Es wird einem als Cineasten ja aktuell richtig warm ums Herz, wenn man auf die Liste der Neuerscheinungen blickt. Erst der neue Nolan, jetzt der neue Kaufman – angesichts der düsteren Aussichten für das Kino ist das genau der Balsam, den wir Filmliebhaber für unsere Wunden so dringend benötigen. Auf den ersten Blick könnten die Gesamtwerke dieser beiden Künstler ja unterschiedlicher kaum sein. Es eint Nolan und Kaufman aber, dass sie zu dem illustren Kreis jener Filmemacher gehören, die über eine wirklich einzigartige künstlerische Stimme verfügen. Und die auch nicht davor zurückschrecken, die Gehirnzellen ihres Publikums mit komplexen Inhalten zum Duell herauszufordern.
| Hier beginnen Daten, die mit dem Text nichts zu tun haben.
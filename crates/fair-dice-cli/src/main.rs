//! Fair Dice
//!
//! Console dice game where move order, die selection and every roll are
//! settled by a commit-then-reveal fair value exchange.

mod config;
mod console;
mod render;

use clap::{CommandFactory, Parser, Subcommand};
use config::Config;
use console::{ConsoleAnnouncer, ConsoleNarrator, ConsoleSource};
use fair_dice_core::games::parse_dice;
use fair_dice_core::{Commitment, DiceError, DiceGame, FairError, GameError, Key};
use std::path::PathBuf;
use std::process::ExitCode;
use thiserror::Error;
use tracing::info;
use tracing_subscriber::{EnvFilter, FmtSubscriber};

#[derive(Parser, Debug)]
#[command(name = "fair-dice")]
#[command(about = "Dice game where every random draw is a provably fair exchange")]
#[command(version)]
#[command(arg_required_else_help = true, args_conflicts_with_subcommands = true)]
#[command(after_help = "Example:\n  fair-dice 2,2,4,4,9,9 6,8,1,1,8,6 7,5,3,7,5,3\n\n\
    Logs go to stderr, filtered by RUST_LOG (default warn).")]
struct Cli {
    #[command(subcommand)]
    command: Option<Cmd>,

    /// Dice to play with, each six comma-separated integers; put `--` first
    /// if a die starts with a negative face
    #[arg(value_name = "DIE")]
    dice: Vec<String>,

    #[command(flatten)]
    config: Config,
}

#[derive(Subcommand, Debug)]
enum Cmd {
    /// Check a revealed exchange
    Verify {
        /// Revealed key, 64 hex characters
        key: Key,
        /// Revealed secret number
        secret: u64,
        /// Published HMAC, 64 hex characters
        commitment: Commitment,
    },
}

/// Application error type
#[derive(Debug, Error)]
enum CliError {
    #[error(transparent)]
    Game(#[from] GameError),

    #[error(transparent)]
    Fair(#[from] FairError),

    #[error(transparent)]
    Dice(#[from] DiceError),

    #[error("MISMATCH: the key and secret do not produce this commitment")]
    Mismatch,

    #[error("failed to encode report: {0}")]
    Encode(#[from] serde_json::Error),

    #[error("failed to write report {}: {source}", .path.display())]
    Report {
        path: PathBuf,
        source: std::io::Error,
    },
}

impl CliError {
    fn is_cancelled(&self) -> bool {
        match self {
            CliError::Game(e) => e.is_cancelled(),
            CliError::Fair(FairError::Cancelled) => true,
            _ => false,
        }
    }
}

async fn play(dice_args: &[String], config: &Config) -> Result<(), CliError> {
    let dice = parse_dice(dice_args)?;
    let mut game = DiceGame::new(dice)?;
    let table = render::probability_table(game.dice(), game.table());
    if config.show_table {
        println!("{table}");
    }

    let mut source = ConsoleSource::stdin(config.decision(), table);
    let report = game
        .play(&mut source, &mut ConsoleAnnouncer, &mut ConsoleNarrator)
        .await?;

    if let Some(path) = &config.report {
        tokio::fs::write(path, report.to_json()?)
            .await
            .map_err(|source| CliError::Report {
                path: path.clone(),
                source,
            })?;
        info!(path = %path.display(), exchanges = report.exchanges.len(), "report written");
    }
    Ok(())
}

async fn run(cli: Cli) -> Result<(), CliError> {
    match cli.command {
        Some(Cmd::Verify {
            key,
            secret,
            commitment,
        }) => {
            if !commitment.verify(&key, secret) {
                return Err(CliError::Mismatch);
            }
            println!("OK: the key and secret match the commitment.");
            Ok(())
        }
        None => play(&cli.dice, &cli.config).await,
    }
}

#[tokio::main]
async fn main() -> ExitCode {
    let cli = Cli::parse();

    // Logs go to stderr so they never interleave with the prompts
    let subscriber = FmtSubscriber::builder()
        .with_env_filter(
            EnvFilter::try_from_default_env().unwrap_or_else(|_| EnvFilter::new("warn")),
        )
        .with_writer(std::io::stderr)
        .finish();
    tracing::subscriber::set_global_default(subscriber).expect("setting default subscriber failed");

    info!(config = ?cli.config, "starting");

    match run(cli).await {
        Ok(()) => ExitCode::SUCCESS,
        Err(e) if e.is_cancelled() => {
            println!("Game aborted. The open exchange was not revealed.");
            ExitCode::from(2)
        }
        Err(e) => {
            eprintln!("Error: {e}");
            if matches!(e, CliError::Dice(_)) {
                eprintln!("{}", Cli::command().render_usage());
            }
            ExitCode::FAILURE
        }
    }
}
//! Morse keying cadence
//!
//! Standard PARIS timing: a dit is `1200 / wpm` ms, a dah three dits, one dit
//! between elements, three between letters and seven between words. A small
//! random "fist" error is applied to every element so no two operators key
//! identically.

use rand::Rng;
use serde::{Deserialize, Serialize};
use tele_core::Millis;

use crate::event::{Cadence, CadenceEvent, CadenceState};
use crate::timing::TimerCore;

/// Keying speed and sloppiness
#[derive(Debug, Clone, Copy, PartialEq, Eq, Serialize, Deserialize)]
pub struct KeyingTiming {
    /// Words per minute
    pub wpm: u32,
    /// Maximum per-element timing error in percent
    pub jitter_pct: u8,
}

impl KeyingTiming {
    /// Length of one dit in ms
    pub fn dit_ms(&self) -> u32 {
        1200 / self.wpm.max(1)
    }
}

impl Default for KeyingTiming {
    fn default() -> Self {
        Self {
            wpm: 13,
            jitter_pct: 10,
        }
    }
}

/// Dot/dash pattern for a character, if it has one
pub fn morse_code(c: char) -> Option<&'static str> {
    let code = match c.to_ascii_uppercase() {
        'A' => ".-",
        'B' => "-...",
        'C' => "-.-.",
        'D' => "-..",
        'E' => ".",
        'F' => "..-.",
        'G' => "--.",
        'H' => "....",
        'I' => "..",
        'J' => ".---",
        'K' => "-.-",
        'L' => ".-..",
        'M' => "--",
        'N' => "-.",
        'O' => "---",
        'P' => ".--.",
        'Q' => "--.-",
        'R' => ".-.",
        'S' => "...",
        'T' => "-",
        'U' => "..-",
        'V' => "...-",
        'W' => ".--",
        'X' => "-..-",
        'Y' => "-.--",
        'Z' => "--..",
        '0' => "-----",
        '1' => ".----",
        '2' => "..---",
        '3' => "...--",
        '4' => "....-",
        '5' => ".....",
        '6' => "-....",
        '7' => "--...",
        '8' => "---..",
        '9' => "----.",
        '/' => "-..-.",
        '?' => "..--..",
        '.' => ".-.-.-",
        ',' => "--..--",
        '=' => "-...-",
        _ => return None,
    };
    Some(code)
}

/// One keyed or unkeyed span, in dit units
#[derive(Debug, Clone, Copy, PartialEq, Eq)]
struct Element {
    keyed: bool,
    units: u32,
}

fn encode(message: &str) -> Vec<Element> {
    let mut elements = Vec::new();
    for word in message.split_whitespace() {
        let mut word_started = false;
        for c in word.chars() {
            let Some(code) = morse_code(c) else {
                continue;
            };
            if word_started {
                elements.push(Element { keyed: false, units: 3 });
            } else if !elements.is_empty() {
                elements.push(Element { keyed: false, units: 7 });
            }
            word_started = true;
            for (i, symbol) in code.chars().enumerate() {
                if i > 0 {
                    elements.push(Element { keyed: false, units: 1 });
                }
                let units = if symbol == '-' { 3 } else { 1 };
                elements.push(Element { keyed: true, units });
            }
        }
    }
    if !elements.is_empty() {
        elements.push(Element { keyed: false, units: 7 });
    }
    elements
}

/// Cadence timer that keys a message once per start
#[derive(Debug, Clone)]
pub struct MorseCadence {
    timing: KeyingTiming,
    message: String,
    elements: Vec<Element>,
    cursor: usize,
    core: TimerCore,
}

impl MorseCadence {
    /// Create an idle keyer for `message`
    pub fn new(timing: KeyingTiming, message: &str) -> Self {
        Self {
            timing,
            message: message.to_string(),
            elements: encode(message),
            cursor: 0,
            core: TimerCore::new(),
        }
    }

    /// Replace the message; the keyer is left stopped
    pub fn set_message(&mut self, message: &str) {
        self.message = message.to_string();
        self.elements = encode(message);
        self.cursor = 0;
        self.core.stop();
    }

    /// The message being keyed
    pub fn message(&self) -> &str {
        &self.message
    }

    /// Change speed or fist without rebuilding
    pub fn configure(&mut self, timing: KeyingTiming) {
        self.timing = timing;
    }

    /// Current keying timing
    pub fn timing(&self) -> KeyingTiming {
        self.timing
    }

    /// Total length of the message in dit units
    pub fn length_units(&self) -> u32 {
        self.elements.iter().map(|e| e.units).sum()
    }

    fn element_ms<R: Rng>(&self, element: Element, rng: &mut R) -> u32 {
        let base = element.units * self.timing.dit_ms();
        let spread = base * self.timing.jitter_pct.min(50) as u32 / 100;
        if spread == 0 {
            return base;
        }
        rng.random_range(base - spread..=base + spread)
    }

    fn enter<R: Rng>(&mut self, now: Millis, rng: &mut R) -> CadenceEvent {
        let element = self.elements[self.cursor];
        let duration = self.element_ms(element, rng);
        if self.core.next_event.is_none() {
            self.core.arm(now, duration);
        } else {
            self.core.advance(now, duration);
        }
        self.core.transmitting = element.keyed;
        if element.keyed {
            self.core.state = CadenceState::ToneA;
            CadenceEvent::TurnOn
        } else {
            self.core.state = if element.units > 1 {
                CadenceState::InterGap
            } else {
                CadenceState::Silence
            };
            CadenceEvent::TurnOff
        }
    }
}

impl Cadence for MorseCadence {
    fn start(&mut self, repeat: bool) {
        self.cursor = 0;
        self.core.start(repeat);
    }

    fn stop(&mut self) {
        self.core.stop();
    }

    fn step<R: Rng>(&mut self, now: Millis, rng: &mut R) -> CadenceEvent {
        if !self.core.active {
            return CadenceEvent::LeaveOff;
        }

        if self.core.next_event.is_none() {
            if self.elements.is_empty() {
                self.core.complete();
                return CadenceEvent::CycleEnd;
            }
            self.cursor = 0;
            return self.enter(now, rng);
        }

        if !self.core.due(now) {
            return self.core.hold();
        }

        self.cursor += 1;
        if self.cursor >= self.elements.len() {
            self.core.complete();
            return CadenceEvent::CycleEnd;
        }
        self.enter(now, rng)
    }

    fn state(&self) -> CadenceState {
        self.core.state
    }

    fn is_active(&self) -> bool {
        self.core.active
    }

    fn is_transmitting(&self) -> bool {
        self.core.transmitting
    }

    fn cycles(&self) -> u32 {
        self.core.cycles
    }

    fn next_event(&self) -> Option<Millis> {
        self.core.next_event
    }
}
//! Simulated Stations
//!
//! Each station plays one kind of signal on a fixed carrier frequency by
//! driving pooled wave generators from a cadence timer:
//!
//! - **Call progress**: ringback, busy, reorder and dial tone
//! - **DTMF**: dials generated (or fixed) phone numbers
//! - **Morse CQ**: calls CQ with a generated callsign
//! - **Exchange**: a line that wanders between call-progress signals
//!
//! Stations never talk to hardware directly. They borrow generators from a
//! [`tele_core::WaveGenPool`] through their realization and give them back
//! when they go quiet or lose priority.
//!
//! # Example
//!
//! ```rust
//! use tele_core::{StationId, Tuning, WaveGenPool};
//! use tele_sim::VirtualWaveGen;
//! use tele_station::{SignalKind, Station};
//!
//! let mut pool = WaveGenPool::new(VirtualWaveGen::bank("gen", 4));
//! let mut busy = Station::new(StationId(1), SignalKind::Busy, 7_000_000.0, 42);
//!
//! // Tuned 500 Hz above the carrier: 980 Hz and 1120 Hz
//! busy.update(&mut pool, &Tuning::new(7_000_500));
//! assert!(busy.begin(&mut pool, 0));
//! assert_eq!(pool.busy_count(), 2);
//! assert_eq!(busy.frequency(), 980.0);
//!
//! busy.end(&mut pool);
//! assert_eq!(pool.free_count(), 4);
//! ```

pub mod content;
pub mod dtmf;
pub mod signal;
pub mod station;

pub use content::{callsign, cq_message, nanp_number, ExchangeSignal};
pub use dtmf::dtmf_tones;
pub use signal::{Retention, SignalKind, MORSE_PITCH_HZ};
pub use station::{Station, StationState, StationSummary};
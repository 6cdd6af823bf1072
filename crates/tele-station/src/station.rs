//! A simulated station
//!
//! A station turns cadence events into generator commands. It owns one
//! [`Realization`] and only touches the generators that realization holds;
//! everything else goes through the pool.
//!
//! Lifecycle: `begin` acquires every generator or none, `update` follows the
//! receiver, `step` plays the cadence, `end` hands everything back. Whether
//! a station keeps its generators through the quiet part of its cadence is
//! decided by its [`Retention`].

use std::fmt;

use rand::rngs::SmallRng;
use rand::{Rng, SeedableRng};
use serde::{Deserialize, Serialize};
use tele_cadence::{
    Cadence, CadenceEvent, CadenceTimer, DigitCadence, DigitTiming, KeyingTiming, MorseCadence,
    TwoToneCadence,
};
use tele_core::clock::{after, deadline_reached, elapsed};
use tele_core::{
    in_audible_window, signal_charge, snap_to_step, tone_frequency, Millis, Realization, Register,
    SignalMeter, SlotIndex, StationId, Tuning, WaveGen, WaveGenPool, SILENT_FREQ,
};
use tracing::{debug, info};

use crate::content::{callsign, cq_message, drift_wpm, nanp_number, ExchangeSignal, WPM_RANGE};
use crate::dtmf::dtmf_tones;
use crate::signal::{Retention, SignalKind, MORSE_PITCH_HZ};

/// Largest distance an operator drifts when changing frequency (Hz)
pub const QSY_DRIFT_HZ: f64 = 250.0;

/// Grid relocated stations are aligned to (Hz)
pub const QSY_STEP_HZ: f64 = 100.0;

/// Pause before an operator keys up again after a sequence (ms)
pub const RESTART_DELAY_MS: std::ops::RangeInclusive<u32> = 3000..=5000;

/// Extra wait after a failed attempt to get generators (ms)
pub const RETRY_JITTER_MS: std::ops::RangeInclusive<u32> = 500..=1500;

/// How long an exchange line plays one signal before picking another (ms)
pub const EXCHANGE_ROTATE_MS: u32 = 30_000;

/// Where a station stands with the scheduler
#[derive(Debug, Clone, Copy, PartialEq, Eq, Hash, Serialize, Deserialize)]
pub enum StationState {
    /// Parked far from the receiver, available for relocation
    Dormant,
    /// Placed on a frequency but out of audible range
    Active,
    /// In range and holding generators
    Audible,
    /// In range but outranked by closer stations
    Silent,
}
Dieses Jahr ist den beiden aber noch etwas Anderes gemein. Nämlich, dass sie im Rausch ihrer Liebe für komplexe Szenarien noch weniger Wert darauf zu legen scheinen, die Handlungen ihrer Geschichten für das Publikum im Detail nachvollziehbar zu machen. In "I'm thinking of ending things" treibt es Kaufman dabei auf die Spitze und spielt nicht nur mit unterschiedlichen Zeitebenen, sondern auch wechselnden Identitäten und Realitäten. Ein Jongleursakt, der beim Zuschauer (zumindest beim ersten Anschauen) aber für mehr Verwirrung als Faszination sorgt.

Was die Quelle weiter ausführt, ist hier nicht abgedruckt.